Records excerpted from a collection:
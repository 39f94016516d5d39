use axum::http::header;
use axum::response::IntoResponse;

/// The recorder page shipped with the binary. Its content is plain static
/// HTML; the service only serves it.
const INDEX_PAGE: &str = include_str!("../../../assets/index.html");

pub async fn index_handler() -> impl IntoResponse {
    ([(header::CONTENT_TYPE, "text/html; charset=utf-8")], INDEX_PAGE)
}
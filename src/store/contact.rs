//! Contact entity and its editable field set.

use serde::{Deserialize, Serialize};
use thiserror::Error;

/// Store-assigned contact identifier.
pub type ContactId = i64;

/// A persisted contact record.
#[derive(Debug, Clone, PartialEq, Eq, Serialize, Deserialize)]
pub struct Contact {
    pub id: ContactId,
    pub name: String,
    pub email: String,
    pub phone: String,
    pub address: String,
    pub notes: String,
}

impl Contact {
    /// Returns true when `term` occurs, ignoring case, in any text field.
    ///
    /// An empty term matches every contact.
    pub fn matches(&self, term: &str) -> bool {
        if term.is_empty() {
            return true;
        }
        let needle = term.to_lowercase();
        [
            &self.name,
            &self.email,
            &self.phone,
            &self.address,
            &self.notes,
        ]
        .iter()
        .any(|field| field.to_lowercase().contains(&needle))
    }
}

/// The five editable fields, as supplied by create and update requests.
///
/// Every field is optional on the wire. Absent optional fields become empty
/// strings when written, so an update always replaces all five columns.
#[derive(Debug, Clone, Default, PartialEq, Eq, Deserialize, Serialize)]
pub struct ContactFields {
    #[serde(default)]
    pub name: Option<String>,
    #[serde(default)]
    pub email: Option<String>,
    #[serde(default)]
    pub phone: Option<String>,
    #[serde(default)]
    pub address: Option<String>,
    #[serde(default)]
    pub notes: Option<String>,
}

#[derive(Debug, Clone, Copy, PartialEq, Eq, Error)]
pub enum ContactValidationError {
    #[error("Name is required")]
    MissingName,
}

/// Field values after validation, ready to be written to a row.
#[derive(Debug, Clone, PartialEq, Eq)]
pub struct ValidContact {
    pub name: String,
    pub email: String,
    pub phone: String,
    pub address: String,
    pub notes: String,
}

impl ContactFields {
    /// Convenience constructor used by callers that only know the name.
    pub fn named(name: impl Into<String>) -> Self {
        Self {
            name: Some(name.into()),
            ..Self::default()
        }
    }

    /// Checks that `name` is present and non-empty and fills defaults.
    pub fn validate(self) -> Result<ValidContact, ContactValidationError> {
        let name = match self.name {
            Some(name) if !name.is_empty() => name,
            _ => return Err(ContactValidationError::MissingName),
        };

        Ok(ValidContact {
            name,
            email: self.email.unwrap_or_default(),
            phone: self.phone.unwrap_or_default(),
            address: self.address.unwrap_or_default(),
            notes: self.notes.unwrap_or_default(),
        })
    }
}
//! Configuration loading from disk and environment.

use std::fs;
use std::path::Path;

use thiserror::Error;

use crate::config::schema::ServerConfig;
use crate::config::validation::{validate_config, ValidationError};

/// Environment variable overriding `database.url`.
pub const DATABASE_URL_ENV: &str = "DATABASE_URL";
/// Environment variable overriding `listener.bind_address`.
pub const BIND_ADDRESS_ENV: &str = "BIND_ADDRESS";

/// Error type for configuration loading.
#[derive(Debug, Error)]
pub enum ConfigError {
    #[error("IO error: {0}")]
    Io(#[from] std::io::Error),

    #[error("Parse error: {0}")]
    Parse(#[from] toml::de::Error),

    #[error("Validation failed: {}", join_errors(.0))]
    Validation(Vec<ValidationError>),
}

fn join_errors(errors: &[ValidationError]) -> String {
    errors
        .iter()
        .map(ToString::to_string)
        .collect::<Vec<_>>()
        .join(", ")
}

/// Parse a TOML document into a configuration without validating it.
pub fn parse_config(content: &str) -> Result<ServerConfig, ConfigError> {
    Ok(toml::from_str(content)?)
}

/// Load configuration from an optional TOML file, apply environment
/// overrides, then validate.
///
/// With no path the built-in defaults are used.
pub fn load_config(path: Option<&Path>) -> Result<ServerConfig, ConfigError> {
    let mut config = match path {
        Some(path) => parse_config(&fs::read_to_string(path)?)?,
        None => ServerConfig::default(),
    };

    apply_env_overrides(&mut config, |key| std::env::var(key).ok());

    validate_config(&config).map_err(ConfigError::Validation)?;

    Ok(config)
}

/// Replace file values with environment values where present.
pub fn apply_env_overrides<F>(config: &mut ServerConfig, lookup: F)
where
    F: Fn(&str) -> Option<String>,
{
    if let Some(url) = lookup(DATABASE_URL_ENV).filter(|v| !v.is_empty()) {
        config.database.url = url;
    }
    if let Some(addr) = lookup(BIND_ADDRESS_ENV).filter(|v| !v.is_empty()) {
        config.listener.bind_address = addr;
    }
}

#[cfg(test)]
mod tests {
    use super::*;
    use std::io::Write;

    #[test]
    fn env_overrides_file_values() {
        let mut config = ServerConfig::default();
        apply_env_overrides(&mut config, |key| match key {
            DATABASE_URL_ENV => Some("sqlite://".into()),
            BIND_ADDRESS_ENV => Some(String::new()),
            _ => None,
        });

        assert_eq!(config.database.url, "sqlite://");
        assert_eq!(config.listener.bind_address, "0.0.0.0:5000");
    }

    #[test]
    fn loads_file_from_disk() {
        let mut file = tempfile::NamedTempFile::new().unwrap();
        writeln!(file, "[listener]\nbind_address = \"127.0.0.1:6000\"").unwrap();

        let config = load_config(Some(file.path())).unwrap();
        assert_eq!(config.listener.bind_address, "127.0.0.1:6000");
    }

    #[test]
    fn invalid_file_is_rejected() {
        let mut file = tempfile::NamedTempFile::new().unwrap();
        writeln!(file, "[timeouts]\nrequest_secs = 0").unwrap();

        let err = load_config(Some(file.path())).unwrap_err();
        assert!(matches!(err, ConfigError::Validation(_)));
        assert!(err.to_string().contains("timeouts.request_secs"));
    }

    #[test]
    fn malformed_toml_is_a_parse_error() {
        assert!(matches!(
            parse_config("[listener"),
            Err(ConfigError::Parse(_))
        ));
    }
}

▶ [EXERCISE BRIEF] Look through the data above. Copy every line with the string "notes" in it.

▶ [SOLUTION TO THE PROBLEM]
    pub notes: String,
            &self.notes,
    pub notes: Option<String>,
    pub notes: String,
            notes: self.notes.unwrap_or_default(),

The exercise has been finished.